Each subject was informed about the nature and purpose of the investigation and was enrolled in this study after giving an informed consent. The hospital ethics committee (CCPRB de Lille, CHR et U de Lille) approved the protocol according to the current regulations in France. During the 24 h preceding each experimental session, the subjects were reminded to refrain from exercise and alcohol consumption. To avoid possible effects of menstrual cycle on lipid and lipoprotein variables, all women (lean and obese) had to be on monophasic oral contraception for at least 4 wk. Each test-meal experiment was conducted when women had been on active contraception for at least 2 d.
Experimental design.
The study was performed in the Clinical Investigation Center of Lille University Hospital. The experiment used a repeated-measure design in which each subject served as her own control. There were two subsets of dietary experiments named: "carbohydrate load" or "fat load." The order of presentation was balanced. There was an interval of at least 5 d between sessions.

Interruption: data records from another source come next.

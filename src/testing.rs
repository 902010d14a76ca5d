//! Simulation doubles shared by the unit tests

use std::collections::VecDeque;

use crate::env::{EnvError, ThresholdControl};
use crate::infra::Vec3;
use crate::sim::{AgentStatus, AgentStatusMap, JointState, SimAction, Simulation, SimulationError, agent_id};

fn status_at(position: Vec3) -> AgentStatusMap {
    let mut joint_states = std::collections::BTreeMap::new();
    joint_states.insert("joint_0".to_string(), JointState::default());

    let mut status = AgentStatusMap::new();
    status.insert(
        agent_id(0),
        AgentStatus {
            pipette_position: position,
            robot_position: position,
            joint_states,
        },
    );
    status
}

/// Never moves; records every command it receives
#[derive(Debug, Default)]
pub struct StationarySimulation {
    pub position: Vec3,
    pub resets: usize,
    pub commands: Vec<SimAction>,
    pub closes: usize,
}

impl StationarySimulation {
    pub fn at(position: Vec3) -> Self {
        Self {
            position,
            ..Default::default()
        }
    }
}

impl Simulation for StationarySimulation {
    fn reset(&mut self, _num_agents: usize) -> Result<AgentStatusMap, SimulationError> {
        self.resets += 1;
        Ok(status_at(self.position))
    }

    fn run(
        &mut self,
        actions: &[SimAction],
        _num_steps: usize,
    ) -> Result<AgentStatusMap, SimulationError> {
        self.commands.extend_from_slice(actions);
        Ok(status_at(self.position))
    }

    fn close(&mut self) {
        self.closes += 1;
    }
}

/// Replays a fixed list of pipette positions, one per `run`, then holds the last one
#[derive(Debug)]
pub struct ScriptedSimulation {
    start: Vec3,
    script: VecDeque<Vec3>,
    current: Vec3,
}

impl ScriptedSimulation {
    pub fn new(start: Vec3, script: Vec<Vec3>) -> Self {
        Self {
            start,
            script: script.into(),
            current: start,
        }
    }
}

impl Simulation for ScriptedSimulation {
    fn reset(&mut self, _num_agents: usize) -> Result<AgentStatusMap, SimulationError> {
        self.current = self.start;
        Ok(status_at(self.current))
    }

    fn run(
        &mut self,
        _actions: &[SimAction],
        _num_steps: usize,
    ) -> Result<AgentStatusMap, SimulationError> {
        if let Some(next) = self.script.pop_front() {
            self.current = next;
        }
        Ok(status_at(self.current))
    }

    fn close(&mut self) {}
}

/// Resets fine, fails on every `run`
#[derive(Debug, Default)]
pub struct FailingSimulation;

impl Simulation for FailingSimulation {
    fn reset(&mut self, _num_agents: usize) -> Result<AgentStatusMap, SimulationError> {
        Ok(status_at([0.0; 3]))
    }

    fn run(
        &mut self,
        _actions: &[SimAction],
        _num_steps: usize,
    ) -> Result<AgentStatusMap, SimulationError> {
        Err(SimulationError::Backend("physics engine disconnected".to_string()))
    }

    fn close(&mut self) {}
}

/// Succeeds for the first `healthy_resets` resets, then fails every reset
#[derive(Debug)]
pub struct FlakyResetSimulation {
    position: Vec3,
    healthy_resets: usize,
    resets: usize,
}

impl FlakyResetSimulation {
    pub fn new(position: Vec3, healthy_resets: usize) -> Self {
        Self {
            position,
            healthy_resets,
            resets: 0,
        }
    }
}

impl Simulation for FlakyResetSimulation {
    fn reset(&mut self, _num_agents: usize) -> Result<AgentStatusMap, SimulationError> {
        self.resets += 1;
        if self.resets > self.healthy_resets {
            return Err(SimulationError::Backend("reset timed out".to_string()));
        }
        Ok(status_at(self.position))
    }

    fn run(
        &mut self,
        _actions: &[SimAction],
        _num_steps: usize,
    ) -> Result<AgentStatusMap, SimulationError> {
        Ok(status_at(self.position))
    }

    fn close(&mut self) {}
}

/// Reports its agent on reset, then loses it on every `run`
#[derive(Debug, Default)]
pub struct VanishingSimulation;

impl Simulation for VanishingSimulation {
    fn reset(&mut self, _num_agents: usize) -> Result<AgentStatusMap, SimulationError> {
        Ok(status_at([0.0; 3]))
    }

    fn run(
        &mut self,
        _actions: &[SimAction],
        _num_steps: usize,
    ) -> Result<AgentStatusMap, SimulationError> {
        Ok(AgentStatusMap::new())
    }

    fn close(&mut self) {}
}

/// Reports an empty agent map
#[derive(Debug, Default)]
pub struct EmptySimulation;

impl Simulation for EmptySimulation {
    fn reset(&mut self, _num_agents: usize) -> Result<AgentStatusMap, SimulationError> {
        Ok(AgentStatusMap::new())
    }

    fn run(
        &mut self,
        _actions: &[SimAction],
        _num_steps: usize,
    ) -> Result<AgentStatusMap, SimulationError> {
        Ok(AgentStatusMap::new())
    }

    fn close(&mut self) {}
}

/// Bare threshold holder for curriculum tests
#[derive(Debug)]
pub struct FixedThreshold {
    pub threshold: f32,
    pub locked: bool,
}

impl FixedThreshold {
    pub fn new(threshold: f32) -> Self {
        Self {
            threshold,
            locked: false,
        }
    }
}

impl ThresholdControl for FixedThreshold {
    fn distance_threshold(&self) -> f32 {
        self.threshold
    }

    fn set_distance_threshold(&mut self, threshold: f32) -> Result<(), EnvError> {
        if self.locked {
            return Err(EnvError::Closed);
        }
        if !(threshold.is_finite() && threshold > 0.0) {
            return Err(EnvError::InvalidThreshold(threshold));
        }
        self.threshold = threshold;
        Ok(())
    }
}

The two test loads were isocaloric and were composed of 1) fat-free cottage cheese (500 g) strawberry jam (90 g) and dextrin-maltose mixture (90 g) for the "carbohydrate load," or 2) fat cream (200 g; 94.5% saturated, 5.5% polyunsaturated) and a protein mixture of cow’s milk origin (35 g of Protifar Plus; Nutricia, Rueil Malmaison, France) for the "fat load" (Table 1 ). These loads were designed to compare the effect of fat and carbohydrate on postprandial triglyceridemia. Because the amount of fat in the meal influences the level of postprandial lipemia, it was necessary to provide a similar amount of fat (or carbohydrate) to lean and obese women to allow comparisons between groups.
On the day preceding each test, the subjects were asked to finish their last meal before 2000 h. On the test day, the subjects arrived at the research center at 0730 h. They were weighed after voiding their bladder. An indwelling venous cannula was inserted into an antecubital vein before the test load. At 0800 h, a baseline blood sample was taken and the participants were given the test load and instructed to consume it completely within a maximum time of 20 min. Then, blood samples were drawn hourly for 9 h.
Biochemical measurements.
Blood was collected into EDTA tubes. Plasma was separated by centrifugation at 3300 x g for 20 min at 4°C. Lipoproteins were separated under standard procedure by a combination of ultracentrifugation (at d = 1006 kg/L) and Mg++-phosphotungstate precipitation. HDL cholesterol was measured after precipitation with Mg++-phosphotungstate using commercially available reagents (Cholesterol HDL, CHOD/PAP, Boehringer Mannheim, Mannheim, Germany). TRL were separated by ultracentrifugation, using a Beckman TL100 (Beckman France, Gagny, France), from 0.5 mL of plasma by a single spin at density 1006 kg/L with modifications (20 ,21 ). Briefly, 0.5 mL of 9 g/L NaCl was added to 0.5 mL of plasma and spun in a polycarbonate tube (400,000 x g, 20°C) in a Beckman 100.2 Ti rotor for 3 h. The tube was cut in two and the remaining 0.5 mL infranatant was analyzed for lipids. The TRL (d < 1006 kg/L) fraction was measured by subtracting infranatant values from total plasma concentrations. Thus, during the postprandial phase the so-called TRL fraction contains both VLDL and chylomicrons. Cholesterol and triglycerides were measured using Boehringer Mannheim reagents (ref. 1.040.1839 and 1.058.550, respectively). The intra- and interseries CV were 1 and 1.3% for cholesterol, and 1.1 and 1.8% for triglycerides. Glucose was determined enzymatically (Glucose, hexokinase Method, Randox Laboratories, Crumlin, UK). C-peptide levels were determined by RIA (RIA-coat C-Peptid, ByK-Sangtec Diagnostica, Dietzenbach, Germany).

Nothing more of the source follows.